Essa classificação abriria a porta para considerá-lo um alvo legítimo, apesar da proibição legal de assassinar líderes estrangeiros.

“El presidente foi claro: Maduro deve parar de enviar drogas e criminosos para os Estados Unidos”, afirmou uma porta-voz da Casa Branca, Anna Kelly, citada pelo NYT. “Todo o resto é especulação.”

De acordo com o relatório, o secretário de Estado Marco Rubio, também conselheiro interino de Segurança Nacional, e Stephen Miller, assessor principal de Trump, são os principais defensores de uma ação direta.
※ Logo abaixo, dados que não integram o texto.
//! The `imgpipe remote` command: one operation on a server-side transform
//! endpoint.

use clap::Args;
use imgpipe_core::pipeline::{operation_label, prefixed_name, select};
use imgpipe_core::{
    Config, ExportSink, OutputFormat, RemoteTransform, RemoteTransformer, SourceCandidate,
};
use std::path::PathBuf;

/// Arguments for the `remote` command.
#[derive(Args, Debug)]
pub struct RemoteArgs {
    /// Operation name, posted to <endpoint>/<operation>
    pub operation: String,

    /// Image file to send
    pub file: PathBuf,

    /// Operation parameter as KEY=VALUE (repeatable)
    #[arg(short, long = "param", value_name = "KEY=VALUE", value_parser = parse_param)]
    pub params: Vec<(String, String)>,

    /// Endpoint base URL (defaults to [remote] endpoint)
    #[arg(short, long, env = "IMGPIPE_REMOTE_ENDPOINT")]
    pub endpoint: Option<String>,

    /// Directory for the result (defaults to [export] output_dir)
    #[arg(short, long)]
    pub output_dir: Option<PathBuf>,
}

/// Execute the remote command.
pub async fn execute(args: RemoteArgs, mut config: Config) -> anyhow::Result<()> {
    if let Some(endpoint) = args.endpoint {
        config.remote.endpoint = Some(endpoint);
    }
    if let Some(dir) = args.output_dir {
        config.export.output_dir = dir;
    }

    let candidate = SourceCandidate::from_path(&args.file)?;
    let Some(candidate) = select(vec![candidate]).accepted.pop() else {
        anyhow::bail!("{:?} is not an image file", args.file);
    };

    let remote = RemoteTransformer::from_config(&config.remote)?;
    tracing::info!("Sending {} to {}", candidate.name, remote.url(&args.operation));
    let response = remote
        .transform(&args.operation, &candidate, &args.params)
        .await?;
    let blob = response.into_blob()?;

    let name = export_name(&args.operation, &candidate.name, blob.format);
    let path = ExportSink::from_config(&config)
        .export_single(&blob, &name)
        .await?;
    println!("{}", path.display());
    Ok(())
}

/// `<label>_<stem>.<ext>`, using the past-tense label for known operations.
fn export_name(operation: &str, source_name: &str, format: OutputFormat) -> String {
    let label = operation_label(operation).unwrap_or(operation);
    prefixed_name(label, source_name, format)
}

/// Parse `KEY=VALUE`. The value may itself contain `=`.
fn parse_param(s: &str) -> Result<(String, String), String> {
    match s.split_once('=') {
        Some((key, value)) if !key.trim().is_empty() => {
            Ok((key.trim().to_string(), value.to_string()))
        }
        _ => Err(format!("expected KEY=VALUE, got {s:?}")),
    }
}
Ambos sustentam que Maduro só sairá do poder pela força, enquanto o presidente expressou dúvidas sobre o risco político e militar que uma intervenção mal-sucedida representaria.

O artigo do New York Times detalhou também um acelerado desdobramento militar no Caribe, com 10.000 efetivos, bombardeiros B-52 e B-1, e o porta-aviões USS Gerald R. Ford, o maior do mundo, que chegará à região em meados de novembro.

O diário descreve essas manobras como parte de uma campanha de pressão psicológica sobre o regime chavista.

Trump declarou publicamente que “os dias de Maduro estão contados”, mas negou que o país esteja a caminho de uma guerra aberta. No entanto, o NYT sustenta que seu governo busca uma “base jurídica” para eliminar o líder venezuelano ou provocar seu colapso interno sem ter que declarar hostilidades formais.

O relatório também revelou que Maduro ofereceu concessões petrolíferas e mineradoras a Washington para evitar uma escalada, mas Trump rejeitou a proposta em outubro, acelerando o reforço militar.

A Casa Branca, segundo o jornal nova-iorquino, considera a queda do chavismo como uma oportunidade estratégica para garantir recursos energéticos e enfraquecer a influência russa e iraniana no hemisfério.